#### Assignment
What lines of the data include the string "trait"? Copy them all.

(Stored items)
---+---
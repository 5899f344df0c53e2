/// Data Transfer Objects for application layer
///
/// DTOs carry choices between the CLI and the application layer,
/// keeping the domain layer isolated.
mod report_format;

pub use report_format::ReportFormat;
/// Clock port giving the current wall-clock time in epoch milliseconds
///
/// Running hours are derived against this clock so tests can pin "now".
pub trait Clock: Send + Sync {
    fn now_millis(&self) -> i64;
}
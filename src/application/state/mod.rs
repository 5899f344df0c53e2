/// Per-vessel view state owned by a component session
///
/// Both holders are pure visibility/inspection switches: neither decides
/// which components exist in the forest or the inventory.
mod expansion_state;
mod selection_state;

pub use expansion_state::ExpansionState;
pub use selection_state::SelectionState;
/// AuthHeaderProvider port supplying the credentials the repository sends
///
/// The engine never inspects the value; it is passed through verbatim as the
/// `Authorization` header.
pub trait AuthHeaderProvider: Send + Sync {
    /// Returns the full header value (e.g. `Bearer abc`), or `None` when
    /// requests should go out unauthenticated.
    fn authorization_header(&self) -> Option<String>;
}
---+---
#### Exercise output
pub trait Clock: Send + Sync {
pub trait AuthHeaderProvider: Send + Sync {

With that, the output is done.